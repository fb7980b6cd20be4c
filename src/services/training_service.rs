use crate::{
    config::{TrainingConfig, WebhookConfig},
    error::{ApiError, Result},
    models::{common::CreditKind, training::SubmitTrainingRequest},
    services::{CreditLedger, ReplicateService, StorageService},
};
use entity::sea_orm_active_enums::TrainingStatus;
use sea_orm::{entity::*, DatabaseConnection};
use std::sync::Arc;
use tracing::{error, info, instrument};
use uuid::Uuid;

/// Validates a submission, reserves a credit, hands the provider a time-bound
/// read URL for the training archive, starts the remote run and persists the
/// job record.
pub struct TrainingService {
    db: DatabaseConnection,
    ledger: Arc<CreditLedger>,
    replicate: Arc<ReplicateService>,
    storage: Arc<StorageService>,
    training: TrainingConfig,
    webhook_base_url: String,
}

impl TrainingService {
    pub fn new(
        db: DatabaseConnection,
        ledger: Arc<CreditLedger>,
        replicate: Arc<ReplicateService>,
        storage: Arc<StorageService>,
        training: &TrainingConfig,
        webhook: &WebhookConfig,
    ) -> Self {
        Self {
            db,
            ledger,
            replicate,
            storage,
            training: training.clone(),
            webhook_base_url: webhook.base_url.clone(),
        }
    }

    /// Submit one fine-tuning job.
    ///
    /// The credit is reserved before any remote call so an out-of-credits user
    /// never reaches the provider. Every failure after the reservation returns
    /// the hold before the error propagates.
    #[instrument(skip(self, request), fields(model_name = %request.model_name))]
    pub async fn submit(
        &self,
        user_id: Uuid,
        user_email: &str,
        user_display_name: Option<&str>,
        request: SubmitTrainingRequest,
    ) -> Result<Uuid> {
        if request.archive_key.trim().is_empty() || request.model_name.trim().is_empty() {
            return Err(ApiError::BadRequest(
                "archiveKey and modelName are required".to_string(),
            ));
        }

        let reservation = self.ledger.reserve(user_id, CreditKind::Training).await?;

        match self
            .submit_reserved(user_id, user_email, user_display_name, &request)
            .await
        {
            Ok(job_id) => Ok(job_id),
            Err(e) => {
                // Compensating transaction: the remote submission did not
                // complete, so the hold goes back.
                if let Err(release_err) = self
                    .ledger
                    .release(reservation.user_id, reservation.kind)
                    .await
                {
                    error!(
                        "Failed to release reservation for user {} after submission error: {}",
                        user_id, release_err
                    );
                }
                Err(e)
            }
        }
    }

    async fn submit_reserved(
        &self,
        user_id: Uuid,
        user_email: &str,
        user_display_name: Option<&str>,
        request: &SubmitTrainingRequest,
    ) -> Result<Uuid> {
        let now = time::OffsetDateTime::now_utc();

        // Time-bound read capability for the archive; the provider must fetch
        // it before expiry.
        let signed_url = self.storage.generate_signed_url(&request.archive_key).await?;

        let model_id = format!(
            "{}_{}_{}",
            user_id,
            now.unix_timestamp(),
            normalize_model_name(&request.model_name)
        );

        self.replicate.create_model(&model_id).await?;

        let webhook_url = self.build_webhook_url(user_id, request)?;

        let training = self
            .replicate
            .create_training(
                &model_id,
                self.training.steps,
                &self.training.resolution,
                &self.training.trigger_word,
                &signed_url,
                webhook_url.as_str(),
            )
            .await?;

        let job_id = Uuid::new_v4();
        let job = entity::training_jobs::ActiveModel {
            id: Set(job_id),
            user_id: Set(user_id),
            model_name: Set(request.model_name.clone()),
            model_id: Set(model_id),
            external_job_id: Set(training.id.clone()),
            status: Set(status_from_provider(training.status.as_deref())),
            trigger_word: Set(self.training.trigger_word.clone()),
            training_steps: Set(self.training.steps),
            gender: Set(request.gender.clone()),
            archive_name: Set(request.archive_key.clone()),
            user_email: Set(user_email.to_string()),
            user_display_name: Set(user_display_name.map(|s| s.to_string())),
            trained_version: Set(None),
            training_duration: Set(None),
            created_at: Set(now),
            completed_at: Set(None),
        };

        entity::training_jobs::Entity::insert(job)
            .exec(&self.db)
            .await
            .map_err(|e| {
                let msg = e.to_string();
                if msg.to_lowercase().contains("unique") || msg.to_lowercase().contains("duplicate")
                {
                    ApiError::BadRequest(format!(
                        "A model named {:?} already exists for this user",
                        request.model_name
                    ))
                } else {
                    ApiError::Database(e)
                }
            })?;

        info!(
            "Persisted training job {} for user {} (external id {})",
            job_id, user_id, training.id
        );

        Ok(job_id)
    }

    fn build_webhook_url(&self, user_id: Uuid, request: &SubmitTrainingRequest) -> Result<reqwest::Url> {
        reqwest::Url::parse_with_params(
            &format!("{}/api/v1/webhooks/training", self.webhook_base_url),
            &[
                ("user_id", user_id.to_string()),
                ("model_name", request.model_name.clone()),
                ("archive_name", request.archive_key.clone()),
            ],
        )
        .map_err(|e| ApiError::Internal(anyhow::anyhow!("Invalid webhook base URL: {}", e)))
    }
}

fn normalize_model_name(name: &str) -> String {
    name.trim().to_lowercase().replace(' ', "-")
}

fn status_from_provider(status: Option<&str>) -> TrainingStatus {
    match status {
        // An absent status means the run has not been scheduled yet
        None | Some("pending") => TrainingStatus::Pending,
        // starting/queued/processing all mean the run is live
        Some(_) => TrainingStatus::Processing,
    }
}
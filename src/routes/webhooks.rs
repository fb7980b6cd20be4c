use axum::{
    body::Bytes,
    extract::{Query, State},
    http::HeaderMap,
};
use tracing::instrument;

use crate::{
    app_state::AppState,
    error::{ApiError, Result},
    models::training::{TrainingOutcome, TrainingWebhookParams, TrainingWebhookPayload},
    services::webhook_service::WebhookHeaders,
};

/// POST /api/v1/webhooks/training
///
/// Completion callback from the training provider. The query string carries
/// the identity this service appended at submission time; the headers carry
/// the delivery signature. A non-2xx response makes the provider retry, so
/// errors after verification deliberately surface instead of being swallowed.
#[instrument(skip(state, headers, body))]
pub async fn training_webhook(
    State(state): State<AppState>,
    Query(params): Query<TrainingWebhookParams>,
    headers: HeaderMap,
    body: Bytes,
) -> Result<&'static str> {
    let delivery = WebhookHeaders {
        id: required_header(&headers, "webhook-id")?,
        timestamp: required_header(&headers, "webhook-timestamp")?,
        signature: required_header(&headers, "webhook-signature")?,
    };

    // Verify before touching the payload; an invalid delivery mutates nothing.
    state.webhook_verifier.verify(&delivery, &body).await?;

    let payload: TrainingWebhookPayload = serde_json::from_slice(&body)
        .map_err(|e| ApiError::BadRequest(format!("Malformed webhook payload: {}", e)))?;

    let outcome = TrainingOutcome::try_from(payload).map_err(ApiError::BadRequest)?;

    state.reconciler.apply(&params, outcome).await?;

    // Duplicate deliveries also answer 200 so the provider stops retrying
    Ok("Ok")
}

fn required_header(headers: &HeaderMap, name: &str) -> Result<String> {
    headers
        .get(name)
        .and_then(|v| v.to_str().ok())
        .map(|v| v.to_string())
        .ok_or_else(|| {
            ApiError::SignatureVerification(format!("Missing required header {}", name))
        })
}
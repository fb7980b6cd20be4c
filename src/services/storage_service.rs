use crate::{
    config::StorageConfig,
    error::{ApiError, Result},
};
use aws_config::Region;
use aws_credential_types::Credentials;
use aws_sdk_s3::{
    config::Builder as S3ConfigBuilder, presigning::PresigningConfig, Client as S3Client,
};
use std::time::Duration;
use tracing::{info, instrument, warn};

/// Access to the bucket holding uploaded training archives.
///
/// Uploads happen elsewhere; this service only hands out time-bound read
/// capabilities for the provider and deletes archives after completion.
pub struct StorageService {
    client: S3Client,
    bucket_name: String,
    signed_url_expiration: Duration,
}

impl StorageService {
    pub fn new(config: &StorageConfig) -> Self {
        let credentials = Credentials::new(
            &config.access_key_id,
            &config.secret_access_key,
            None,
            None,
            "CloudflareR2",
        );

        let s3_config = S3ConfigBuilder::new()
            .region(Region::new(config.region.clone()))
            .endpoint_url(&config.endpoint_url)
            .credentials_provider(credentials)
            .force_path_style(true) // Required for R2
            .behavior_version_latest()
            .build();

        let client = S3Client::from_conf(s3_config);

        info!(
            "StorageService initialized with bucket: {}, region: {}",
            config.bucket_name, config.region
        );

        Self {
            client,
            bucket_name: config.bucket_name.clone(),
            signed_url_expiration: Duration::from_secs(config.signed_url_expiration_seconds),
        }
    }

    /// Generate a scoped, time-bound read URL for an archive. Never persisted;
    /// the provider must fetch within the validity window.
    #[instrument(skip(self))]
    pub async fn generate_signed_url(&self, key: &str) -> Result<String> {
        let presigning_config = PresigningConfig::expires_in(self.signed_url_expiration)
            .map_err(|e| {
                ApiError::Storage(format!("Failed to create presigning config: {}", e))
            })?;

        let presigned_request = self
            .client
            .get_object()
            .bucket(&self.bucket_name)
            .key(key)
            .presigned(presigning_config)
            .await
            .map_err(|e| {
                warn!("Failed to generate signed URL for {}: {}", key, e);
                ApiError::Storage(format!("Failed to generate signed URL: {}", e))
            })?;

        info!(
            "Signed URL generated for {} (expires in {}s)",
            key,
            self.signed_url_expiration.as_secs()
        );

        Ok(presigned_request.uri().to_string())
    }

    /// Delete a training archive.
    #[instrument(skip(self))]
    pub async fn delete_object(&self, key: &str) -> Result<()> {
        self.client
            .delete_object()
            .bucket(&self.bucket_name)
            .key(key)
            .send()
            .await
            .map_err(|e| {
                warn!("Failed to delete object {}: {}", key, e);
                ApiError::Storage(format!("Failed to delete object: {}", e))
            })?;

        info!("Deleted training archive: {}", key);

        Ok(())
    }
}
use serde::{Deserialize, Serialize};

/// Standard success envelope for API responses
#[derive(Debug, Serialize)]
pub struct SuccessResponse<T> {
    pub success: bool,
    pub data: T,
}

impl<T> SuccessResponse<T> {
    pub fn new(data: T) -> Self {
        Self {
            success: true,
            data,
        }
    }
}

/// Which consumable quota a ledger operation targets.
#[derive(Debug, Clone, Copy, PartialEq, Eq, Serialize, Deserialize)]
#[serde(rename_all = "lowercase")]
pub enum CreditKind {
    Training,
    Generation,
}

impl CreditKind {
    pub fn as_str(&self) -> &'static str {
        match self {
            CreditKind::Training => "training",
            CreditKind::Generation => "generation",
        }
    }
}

* _Task description_
If a line in the entries above contains the word "Uuid", copy it.

* _Result below_
use uuid::Uuid;
        user_id: Uuid,
    ) -> Result<Uuid> {
        user_id: Uuid,
    ) -> Result<Uuid> {
        let job_id = Uuid::new_v4();
    fn build_webhook_url(&self, user_id: Uuid, request: &SubmitTrainingRequest) -> Result<reqwest::Url> {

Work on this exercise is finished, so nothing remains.